Quase 6 mil pessoas foram evacuadas de suas casas no norte, centro e sul da Espanha devido a incêndios florestais intensificados por uma onda de calor que pode elevar as temperaturas a 44°C em algumas regiões do país. Cientistas descrevem as condições climáticas como um “coquetel molotov” que favorece a propagação de chamas vastas. Um homem morreu em um hospital após sofrer queimaduras em 98% do corpo durante um incêndio em Tres Cantos, perto de Madri, onde ventos acima de 70 km/h contribuíram para características explosivas do fogo. O primeiro-ministro Pedro Sánchez expressou condolências à família e alertou para o risco extremo de incêndios, pedindo cautela à população.
Na região noroeste de Castilla y León, mais de 3.700 pessoas foram retiradas de 16 municípios, com dez incêndios ainda ativos e danos ao sítio arqueológico romano de Les Médulas, patrimônio mundial da Unesco. No sul, em Tarifa, 2 mil pessoas foram evacuadas enquanto bombeiros e aviões combatem as chamas. O ministério do Interior declarou uma fase de pré-emergência para coordenar recursos. Em Portugal vizinho, três grandes incêndios no centro e norte são combatidos com ajuda de aviões marroquinos, após falhas em aeronaves locais.
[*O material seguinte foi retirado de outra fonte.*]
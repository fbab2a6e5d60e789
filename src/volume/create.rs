use super::steps::{CTX_REQ, CTX_VOLAUTH, CTX_VOLINFO, VOL_CREATE};
use super::store::VolumeStore;
use super::types::*;
use crate::error::{StoreError, VolumeError, VolumeResult};
use crate::peer::store::PeerStore;
use crate::peer::types::NodeId;
use crate::transaction::{Orchestrator, Txn, TxnBuilder};

use std::sync::Arc;
use uuid::Uuid;

pub fn validate_request(req: &VolCreateRequest) -> VolumeResult<()> {
    if req.name.is_empty() {
        tracing::error!("Volume name is empty");
        return Err(VolumeError::EmptyName);
    }
    if req.bricks.is_empty() {
        tracing::error!("Brick list of volume {} is empty", req.name);
        return Err(VolumeError::EmptyBrickList);
    }
    Ok(())
}

/// Resolves the host part of a brick to the peer hosting it.
async fn resolve_host(peers: &PeerStore, host: &str) -> VolumeResult<NodeId> {
    if let Ok(id) = host.parse::<NodeId>() {
        return Ok(id);
    }
    match peers.get_peer_id_by_addr(host).await {
        Ok(id) => Ok(id),
        Err(StoreError::NotFound(_)) => Err(VolumeError::UnknownHost(host.to_string())),
        Err(e) => Err(e.into()),
    }
}

/// Nodes a volume create touches, one entry per brick.
pub async fn nodes_for_vol_create(
    peers: &PeerStore,
    req: &VolCreateRequest,
) -> VolumeResult<Vec<NodeId>> {
    let mut nodes = Vec::with_capacity(req.bricks.len());
    for brick in &req.bricks {
        let (host, _) = parse_brick(brick)?;
        nodes.push(resolve_host(peers, host).await?);
    }
    Ok(nodes)
}

/// Builds the volume entry, with every brick bound to its peer.
pub async fn create_volinfo(peers: &PeerStore, req: &VolCreateRequest) -> VolumeResult<Volinfo> {
    let mut bricks = Vec::with_capacity(req.bricks.len());
    for brick in &req.bricks {
        let (host, path) = parse_brick(brick)?;
        let node_id = resolve_host(peers, host).await?;
        let hostname = match peers.get_peer(&node_id).await {
            Ok(peer) => peer.name,
            Err(StoreError::NotFound(_)) => return Err(VolumeError::UnknownHost(host.to_string())),
            Err(e) => return Err(e.into()),
        };
        bricks.push(Brickinfo {
            node_id,
            hostname,
            path: path.to_string(),
        });
    }

    Ok(Volinfo {
        id: Uuid::new_v4(),
        name: req.name.clone(),
        bricks,
    })
}

/// Creates a volume across every node hosting one of its bricks.
pub async fn create_volume(
    orchestrator: &Arc<Orchestrator>,
    req: VolCreateRequest,
) -> VolumeResult<Volinfo> {
    validate_request(&req)?;

    let store = orchestrator.dispatcher().store().clone();
    let peers = PeerStore::new(store.clone());

    if VolumeStore::new(store).volume_exists(&req.name).await {
        return Err(VolumeError::Exists(req.name));
    }

    let nodes = nodes_for_vol_create(&peers, &req).await?;
    let vol = create_volinfo(&peers, &req).await?;

    let reqid = Uuid::new_v4().to_string();
    let mut txn = orchestrator.new_txn(
        TxnBuilder::with_step_set(req.name.clone(), nodes, VOL_CREATE)
            .reqid(reqid)
            .log_field("volume", req.name.clone()),
    )?;

    let result = run_create(&mut txn, &req, &vol).await;
    txn.cleanup().await;
    result?;

    let created: Volinfo = txn.ctx.get(CTX_VOLINFO)?;
    txn.ctx
        .logger()
        .in_scope(|| tracing::info!("New volume {} created", created.name));
    Ok(created)
}

async fn run_create(
    txn: &mut Txn,
    req: &VolCreateRequest,
    vol: &Volinfo,
) -> VolumeResult<()> {
    txn.ctx.set(CTX_REQ, req)?;
    txn.ctx.set(CTX_VOLINFO, vol)?;
    txn.ctx.set(CTX_VOLAUTH, &VolAuth::generate())?;

    if let Err(e) = txn.run().await {
        txn.ctx
            .logger()
            .in_scope(|| tracing::error!("Volume create transaction failed: {}", e));
        return Err(e.into());
    }
    Ok(())
}
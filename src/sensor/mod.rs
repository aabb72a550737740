// SPDX-License-Identifier: MPL-2.0
// This Source Code Form is subject to the terms of the Mozilla Public
// License, v. 2.0. If a copy of the MPL was not distributed with this
// file, You can obtain one at https://mozilla.org/MPL/2.0/.

//! Event producers.
//!
//! A [`Sensor`] generates readings; [`run_producer`] turns it into an
//! independent loop that samples, publishes on the hub and sleeps for the
//! sensor's interval, until cancelled.
//!
//! # Built-in sensors
//!
//! | Sensor | Topic | Payload | Interval |
//! |--------|-------|---------|----------|
//! | [`MotionSensor`] | `motion_detected` | `{"location": "Living Room"}` | 5 s |
//! | [`TemperatureSensor`] | `temperature_update` | `{"value": 18..=30}` | 10 s |

mod motion;
mod producer;
mod temperature;

pub use motion::MotionSensor;
pub use producer::{Sensor, run_producer};
pub use temperature::TemperatureSensor;
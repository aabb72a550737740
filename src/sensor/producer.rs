// SPDX-License-Identifier: MPL-2.0
// This Source Code Form is subject to the terms of the Mozilla Public
// License, v. 2.0. If a copy of the MPL was not distributed with this
// file, You can obtain one at https://mozilla.org/MPL/2.0/.

//! The sensor interface and the producer loop driving it.

use std::time::Duration;

use tokio_util::sync::CancellationToken;

use crate::error::{ProducerError, Result};
use crate::event::{Event, EventHub};

/// A source of events sampled on a fixed interval.
///
/// A sensor only produces readings; [`run_producer`] owns the timing and the
/// publishing.
pub trait Sensor: Send + 'static {
    /// Returns the sensor name used in logs and errors.
    fn name(&self) -> &str;

    /// Returns the delay between two samples.
    fn interval(&self) -> Duration;

    /// Takes one sample.
    ///
    /// Returns `Ok(None)` when there is nothing to publish this tick.
    ///
    /// # Errors
    ///
    /// An error ends the producer loop driving this sensor.
    fn sample(&mut self) -> std::result::Result<Option<Event>, ProducerError>;
}

impl<S: Sensor + ?Sized> Sensor for Box<S> {
    fn name(&self) -> &str {
        (**self).name()
    }

    fn interval(&self) -> Duration {
        (**self).interval()
    }

    fn sample(&mut self) -> std::result::Result<Option<Event>, ProducerError> {
        (**self).sample()
    }
}

/// Runs a sensor until `token` is cancelled or the loop fails.
///
/// Each iteration samples the sensor, publishes the reading (if any) on the
/// hub and then sleeps for the sensor's interval.
///
/// # Cancellation
///
/// The token is observed before sampling and during the sleep, which is the
/// only point where the loop waits on its own. A publish that is already in
/// flight is always awaited to completion, so handlers never see a delivery
/// abandoned halfway through.
///
/// # Errors
///
/// Returns an error if the sensor fails to sample, or if delivery fails on a
/// hub running with [`FailurePolicy::Propagate`](crate::FailurePolicy::Propagate).
pub async fn run_producer<S: Sensor>(
    mut sensor: S,
    hub: EventHub,
    token: CancellationToken,
) -> Result<()> {
    let interval = sensor.interval();
    tracing::debug!(sensor = sensor.name(), ?interval, "Producer started");

    loop {
        if token.is_cancelled() {
            break;
        }

        if let Some(event) = sensor.sample()? {
            hub.publish(event).await?;
        }

        tokio::select! {
            () = token.cancelled() => break,
            () = tokio::time::sleep(interval) => {}
        }
    }

    tracing::debug!(sensor = sensor.name(), "Producer stopped");
    Ok(())
}
// SPDX-License-Identifier: MPL-2.0
// This Source Code Form is subject to the terms of the Mozilla Public
// License, v. 2.0. If a copy of the MPL was not distributed with this
// file, You can obtain one at https://mozilla.org/MPL/2.0/.

//! Light controller switching on when motion is detected.

use std::sync::Arc;
use std::sync::atomic::{AtomicBool, Ordering};

use async_trait::async_trait;

use super::{Notifier, TracingNotifier};
use crate::error::HandlerError;
use crate::event::{Event, EventHub, Topic};
use crate::subscription::Handler;

/// Notification sent when motion switches the lights on.
pub const LIGHTS_ON: &str = "Lights turned on due to motion.";

/// A light controller that turns the lights on at the first motion event.
///
/// The notification is sent only on the off → on transition; motion seen
/// while the lights are already on changes nothing.
pub struct LightController {
    lights_on: AtomicBool,
    notifier: Arc<dyn Notifier>,
}

impl LightController {
    /// Creates a controller with the lights off and subscribes it to motion
    /// events.
    pub fn attach(hub: &EventHub) -> Arc<Self> {
        Self::attach_with_notifier(hub, Arc::new(TracingNotifier))
    }

    /// Same as [`attach`](Self::attach), sending notifications to `notifier`.
    pub fn attach_with_notifier(hub: &EventHub, notifier: Arc<dyn Notifier>) -> Arc<Self> {
        let controller = Arc::new(Self {
            lights_on: AtomicBool::new(false),
            notifier,
        });
        let handler: Arc<dyn Handler> = controller.clone();
        hub.subscribe(Topic::MOTION_DETECTED, handler);
        controller
    }

    /// Returns `true` if the lights are on.
    #[must_use]
    pub fn lights_on(&self) -> bool {
        self.lights_on.load(Ordering::SeqCst)
    }

    /// Switches the lights off so the next motion turns them on again.
    pub fn turn_off(&self) {
        self.lights_on.store(false, Ordering::SeqCst);
    }
}

#[async_trait]
impl Handler for LightController {
    async fn handle(&self, _event: &Event) -> Result<(), HandlerError> {
        if self
            .lights_on
            .compare_exchange(false, true, Ordering::SeqCst, Ordering::SeqCst)
            .is_ok()
        {
            self.notifier.notify(self.name(), LIGHTS_ON);
        }
        Ok(())
    }

    fn name(&self) -> &str {
        "light_controller"
    }
}

impl std::fmt::Debug for LightController {
    fn fmt(&self, f: &mut std::fmt::Formatter<'_>) -> std::fmt::Result {
        f.debug_struct("LightController")
            .field("lights_on", &self.lights_on())
            .finish_non_exhaustive()
    }
}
Na Itália, um menino de quatro anos morreu de insolação em Sardegna, com alertas vermelhos em cidades como Bolonha e Florença, onde temperaturas podem chegar a 40°C. Nos Bálcãs, dezenas foram evacuadas em Albânia, Montenegro e Croácia, com mais de 34 mil hectares queimados na Albânia desde julho, muitos incêndios intencionais. Na Turquia, mais de 2 mil pessoas foram retiradas em Çanakkale, com 77 hospitalizados por inalação de fumaça, em meio ao julho mais quente registrado em 55 anos. Na França, recordes de temperatura foram batidos em locais como Bordeaux, com 41,6°C, e alertas vermelhos em vários departamentos durante a segunda onda de calor do verão.